Inhumain
L'homme sans visage se regardait dans le miroir. Il n'y voyait rien. Rien,sinon sa propre laideur qui le dégoûtait. Il se demandait comment il parvenait encore à s'imposer un tel supplice alors qu'il se voyait continuellement, déjà, dans les pupilles des passants qu'il rencontrait dans ses journées. Il avait pourtant essayé des centaines de fois de s'inventer, de se réinventer. Mais, à chaque essai, la vérité finissait par lui retomber dessus. Ce même poids qui, tantôt, l'avait mené en enfer. Il n'en était jamais sorti.

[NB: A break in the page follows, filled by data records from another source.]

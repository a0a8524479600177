//! Host display topology and the virtual pointer region
//!
//! The mapper keeps the detected monitors, which of them are selected, the
//! pointer actuator bound to each one, and the bounding box of the selected
//! monitors. That bounding box is the area the controller's IR coordinates
//! are mapped into, so every change to it is forwarded to the session (and
//! from there to a connected device).
//!
//! Lock order: the display lock is taken after the supervisor's connection
//! lock and before the session lock.

pub mod mock;
#[cfg(windows)]
pub mod windows;

pub use mock::StaticDisplaySource;
#[cfg(windows)]
pub use self::windows::WindowsDisplaySource;

use crate::backend::{BackendError, PointerBackend};
use crate::session::SharedSession;
use log::{debug, info, warn};
use std::sync::{Arc, PoisonError, RwLock, RwLockReadGuard, RwLockWriteGuard};
use thiserror::Error;

#[derive(Debug, Error)]
pub enum DisplayError {
    #[error("platform API error while enumerating monitors: {0}")]
    Platform(String),
}

/// Screen rectangle in host pixels
#[derive(Debug, Clone, Copy, PartialEq, Eq, Default)]
pub struct Rect {
    pub x: i32,
    pub y: i32,
    pub width: i32,
    pub height: i32,
}

impl Rect {
    pub const fn new(x: i32, y: i32, width: i32, height: i32) -> Self {
        Self { x, y, width, height }
    }

    pub fn right(&self) -> i32 {
        self.x.saturating_add(self.width)
    }

    pub fn bottom(&self) -> i32 {
        self.y.saturating_add(self.height)
    }
}

/// A detected monitor
#[derive(Debug, Clone, Copy, PartialEq, Eq)]
pub struct Monitor {
    pub index: usize,
    pub bounds: Rect,
    pub selected: bool,
    /// Whether a pointer actuator could be bound to this monitor
    pub bound: bool,
}

/// Bounding box of the selected monitors, in host pixels
#[derive(Debug, Clone, Copy, PartialEq, Eq)]
pub struct VirtualRegion {
    pub x: i32,
    pub y: i32,
    pub width: i32,
    pub height: i32,
}

impl VirtualRegion {
    /// Region used when no monitor is selected
    pub const EMPTY: VirtualRegion = VirtualRegion { x: 0, y: 0, width: 0, height: 0 };

    pub fn is_degenerate(&self) -> bool {
        self.width <= 0 || self.height <= 0
    }

    /// Size to hand to the device, or `None` for a degenerate region
    pub fn resolution(&self) -> Option<(u32, u32)> {
        if self.is_degenerate() {
            None
        } else {
            Some((self.width as u32, self.height as u32))
        }
    }
}

impl Default for VirtualRegion {
    fn default() -> Self {
        Self::EMPTY
    }
}

/// Union bounding box of the selected monitors; `EMPTY` when none is selected.
pub fn compute_region(monitors: &[Monitor]) -> VirtualRegion {
    let mut selected = monitors.iter().filter(|m| m.selected).map(|m| m.bounds);

    let Some(first) = selected.next() else {
        return VirtualRegion::EMPTY;
    };

    let (min_x, min_y, max_x, max_y) = selected.fold(
        (first.x, first.y, first.right(), first.bottom()),
        |(min_x, min_y, max_x, max_y), b| {
            (min_x.min(b.x), min_y.min(b.y), max_x.max(b.right()), max_y.max(b.bottom()))
        },
    );

    VirtualRegion {
        x: min_x,
        y: min_y,
        width: max_x.saturating_sub(min_x),
        height: max_y.saturating_sub(min_y),
    }
}

/// Where monitors and their pointer actuators come from.
pub trait DisplaySource: Send + Sync {
    /// Current monitor bounds. The primary monitor comes first.
    fn enumerate(&self) -> Result<Vec<Rect>, DisplayError>;

    /// Bind a pointer actuator to the monitor at `index`.
    fn bind_pointer(&self, index: usize, bounds: &Rect) -> Result<Arc<dyn PointerBackend>, BackendError>;
}

#[derive(Default)]
struct DisplayState {
    monitors: Vec<Monitor>,
    pointers: Vec<Option<Arc<dyn PointerBackend>>>,
    region: VirtualRegion,
}

/// Owner of the monitor set and the virtual region derived from it
pub struct DisplaySpaceMapper {
    source: Arc<dyn DisplaySource>,
    session: Arc<SharedSession>,
    state: RwLock<DisplayState>,
}

impl DisplaySpaceMapper {
    /// Create a mapper with no monitors; call [`detect`](Self::detect) to populate it.
    pub fn new(source: Arc<dyn DisplaySource>, session: Arc<SharedSession>) -> Self {
        Self {
            source,
            session,
            state: RwLock::new(DisplayState::default()),
        }
    }

    fn read(&self) -> RwLockReadGuard<'_, DisplayState> {
        self.state.read().unwrap_or_else(PoisonError::into_inner)
    }

    fn write(&self) -> RwLockWriteGuard<'_, DisplayState> {
        self.state.write().unwrap_or_else(PoisonError::into_inner)
    }

    /// Query the host for its monitors and replace the monitor set.
    ///
    /// Selection flags survive by index; new monitors start selected. A
    /// monitor whose pointer binding fails stays listed but unbound. If the
    /// host cannot be queried at all, the previous set is kept.
    pub fn detect(&self) -> Vec<Monitor> {
        let bounds = match self.source.enumerate() {
            Ok(bounds) => bounds,
            Err(e) => {
                warn!("Screen detection failed, keeping previous monitors: {}", e);
                return self.monitors();
            }
        };

        let pointers: Vec<Option<Arc<dyn PointerBackend>>> = bounds
            .iter()
            .enumerate()
            .map(|(index, b)| match self.source.bind_pointer(index, b) {
                Ok(pointer) => Some(pointer),
                Err(e) => {
                    warn!("Monitor {} excluded from pointer output: {}", index, e);
                    None
                }
            })
            .collect();

        let mut state = self.write();
        let monitors: Vec<Monitor> = bounds
            .into_iter()
            .enumerate()
            .map(|(index, b)| Monitor {
                index,
                bounds: b,
                selected: state.monitors.get(index).map_or(true, |m| m.selected),
                bound: pointers[index].is_some(),
            })
            .collect();

        info!("Detected {} monitor(s)", monitors.len());
        for m in &monitors {
            debug!(
                "  Monitor {}: {}x{} at ({}, {}) selected={} bound={}",
                m.index, m.bounds.width, m.bounds.height, m.bounds.x, m.bounds.y, m.selected, m.bound
            );
        }

        state.monitors = monitors.clone();
        state.pointers = pointers;
        self.recompute(&mut state);
        monitors
    }

    /// Select or deselect one monitor and return the resulting region.
    pub fn set_selected(&self, index: usize, selected: bool) -> VirtualRegion {
        let mut state = self.write();
        match state.monitors.get_mut(index) {
            Some(monitor) => monitor.selected = selected,
            None => {
                warn!("No monitor {} to {}", index, if selected { "select" } else { "deselect" });
                return state.region;
            }
        }
        self.recompute(&mut state)
    }

    fn recompute(&self, state: &mut DisplayState) -> VirtualRegion {
        state.region = compute_region(&state.monitors);
        info!(
            "Pointer region: {}x{} at ({}, {})",
            state.region.width, state.region.height, state.region.x, state.region.y
        );
        self.session.set_resolution(&state.region);
        state.region
    }

    /// Snapshot of the current region
    pub fn region(&self) -> VirtualRegion {
        self.read().region
    }

    /// Snapshot of the current monitor set
    pub fn monitors(&self) -> Vec<Monitor> {
        self.read().monitors.clone()
    }

    /// Actuator of the primary monitor, `None` when it could not be bound
    pub fn pointer(&self) -> Option<Arc<dyn PointerBackend>> {
        self.pointer_for(0)
    }

    pub fn pointer_for(&self, index: usize) -> Option<Arc<dyn PointerBackend>> {
        self.read().pointers.get(index).cloned().flatten()
    }
}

Son travail devenait de plus en plus pénible. Sa vie, elle, était chaotique. Il n'avait rien trouvé qui lui permis de s'en échapper, de prendre la place d'exutoire. L'alcool, la drogue, ne faisait plus effet. Plus suffisamment longtemps. Il ne parvenait plus à s'oublier, à oublier ce que le monde avait fait de lui. Un monstre. Une horreur. Les enfants fuyaient à son passage. Les femmes levaient les mains pour cacher leur surprise.Toutes ces paires d'yeux qui le harcelaient, le transperçaient jusque dans la chair, lui, celui qui n'avait rien demandé, rien souhaité, sinon une vie tranquille, une vie banale. Une vie en paix et dans la paix.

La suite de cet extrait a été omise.